Approved Research

Deciphering the biological basis of and identifying therapeutic targets for Alzheimer disease

Lay summary

Alzheimer disease (AD) is a progressive neurodegenerative disease that is a staggering burden for those affected and their families, public health and society in general. Since 2003, 99% of drug trials for AD did not yield efficacious results and thus failed to get approval from the United States Food and Drug Administration (FDA). These disappointing outcomes support the idea that AD is multifactorial and etiologically heterogeneous disease. Therefore, there is an urgent need to develop multiple prevention and treatment options tailored to one's risk profile based on genetic, biomarker and other measurable factors.
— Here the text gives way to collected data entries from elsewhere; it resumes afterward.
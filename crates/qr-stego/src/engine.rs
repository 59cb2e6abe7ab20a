//! The external QR engine capability: `encode_text(str, ec_level) ->
//! Matrix`. Specified as a small trait so the codec logic in `encode`/
//! `decode` can be exercised against any conforming QR encoder, not just
//! `qr-engine`'s. `qr-engine` backs the default implementation.

use qr_engine::{CodeEcc, QrCode};

/// An immutable square grid of QR modules, decoupled from any particular
/// encoder implementation.
///
/// `version` is always derivable from `size` (`size = 17 + 4 * version`), so
/// a matrix built from a raw scanned grid — where the originating encoder's
/// internal state isn't available — still carries it.
#[derive(Debug, Clone, PartialEq, Eq)]
pub struct Matrix {
    size: i32,
    version: u8,
    ec_level: Option<CodeEcc>,
    modules: Vec<bool>,
}

/// A `Matrix` constructed from rows whose length isn't a legal QR side
/// (`17 + 4*v` for `v` in `[1, 40]`).
#[derive(Debug, Clone, Copy, PartialEq, Eq, thiserror::Error)]
#[error("invalid matrix size: {0} is not 17 + 4*version for version in [1, 40]")]
pub struct InvalidMatrixSize(pub i32);

impl Matrix {
    /// Builds a matrix from a square grid of rows (true = dark). Fails if
    /// the grid isn't square or its side doesn't correspond to a QR version.
    pub fn from_rows(rows: &[Vec<bool>]) -> Result<Self, InvalidMatrixSize> {
        let size = rows.len() as i32;
        if rows.iter().any(|row| row.len() as i32 != size) {
            return Err(InvalidMatrixSize(size));
        }
        let version = Self::version_for_size(size).ok_or(InvalidMatrixSize(size))?;
        let mut modules = Vec::with_capacity((size * size) as usize);
        for row in rows {
            modules.extend(row.iter().copied());
        }
        Ok(Self {
            size,
            version,
            ec_level: None,
            modules,
        })
    }

    fn from_qr_code(qr: &QrCode) -> Self {
        let size = qr.size();
        let mut modules = Vec::with_capacity((size * size) as usize);
        for y in 0..size {
            for x in 0..size {
                modules.push(qr.get_module(x, y));
            }
        }
        Self {
            size,
            version: qr.version().value(),
            ec_level: Some(qr.error_correction_level()),
            modules,
        }
    }

    fn version_for_size(size: i32) -> Option<u8> {
        if size < 21 || (size - 17) % 4 != 0 {
            return None;
        }
        let version = (size - 17) / 4;
        (1..=40).contains(&version).then_some(version as u8)
    }

    pub fn size(&self) -> i32 {
        self.size
    }

    pub fn version(&self) -> u8 {
        self.version
    }

    pub fn ec_level(&self) -> Option<CodeEcc> {
        self.ec_level
    }

    /// Returns `false` (light) for out-of-bounds coordinates, matching
    /// `qr-engine`'s `get_module`.
    pub fn get_module(&self, x: i32, y: i32) -> bool {
        if !(0..self.size).contains(&x) || !(0..self.size).contains(&y) {
            return false;
        }
        self.modules[(y * self.size + x) as usize]
    }

    /// XORs the module at `(x, y)` against its current value. Coordinates
    /// must be in bounds; used only by the encoder's flip-application step.
    pub(crate) fn toggle(&mut self, x: i32, y: i32) {
        let idx = (y * self.size + x) as usize;
        self.modules[idx] = !self.modules[idx];
    }
}

/// The external QR engine capability required by the codec: produce a base
/// matrix for a primary text string at a given error correction level. Any
/// conformant QR Code Model 2 encoder can implement this.
pub trait QrEngine {
    fn encode_text(&self, text: &str, ec_level: CodeEcc) -> Result<Matrix, qr_engine::QrError>;
}

/// The default engine, backed by the `qr-engine` crate.
#[derive(Debug, Clone, Copy, Default)]
pub struct DefaultQrEngine;

impl QrEngine for DefaultQrEngine {
    fn encode_text(&self, text: &str, ec_level: CodeEcc) -> Result<Matrix, qr_engine::QrError> {
        QrCode::encode_text(text, ec_level).map(|qr| Matrix::from_qr_code(&qr))
    }
}

#[cfg(test)]
mod should {
    use super::*;

    #[test]
    fn derive_version_from_size() {
        let qr = QrCode::encode_text("hello", CodeEcc::Low).unwrap();
        let matrix = Matrix::from_qr_code(&qr);
        assert_eq!(matrix.version(), qr.version().value());
    }

    #[test]
    fn reject_a_non_square_grid() {
        let rows = vec![vec![false; 21]; 20];
        assert!(Matrix::from_rows(&rows).is_err());
    }

    #[test]
    fn reject_a_size_that_is_not_17_plus_4_times_a_version() {
        let rows = vec![vec![false; 22]; 22];
        assert!(Matrix::from_rows(&rows).is_err());
    }

    #[test]
    fn accept_a_minimum_size_grid() {
        let rows = vec![vec![false; 21]; 21];
        let matrix = Matrix::from_rows(&rows).unwrap();
        assert_eq!(matrix.version(), 1);
    }
}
The proposed project will investigate extensive genetic, biomarker, brain imaging, cognitive, environmental exposure and lifestyle data to identify genetic factors that are associated with AD and AD-related traits using UKBB and other sources of data. To accomplish the objective, we will (1) attempt to replicate genetic association findings established in external datasets using UKBB data; (2) analyze a wide array of genetic, genomic, laboratory-based, cognitive, brain imaging and other data in the UKBB using multiple statistical and computational approaches to identify disease pathways and establish AD risk profiles; (3) prioritize drug targets for each risk subgroup, and (4) investigate differential medication effects between low- and high-risk network subgroups. By evaluating relationships of risk profiles of UKBB participants with health data including medication usage and bioassay data, we will identify and prioritize novel as well as existing drug targets for drug development or repositioning, respectively. The proposed work will establish a robust foundation of fast-track clinical translation for drug targets and repurposing via clinical trials.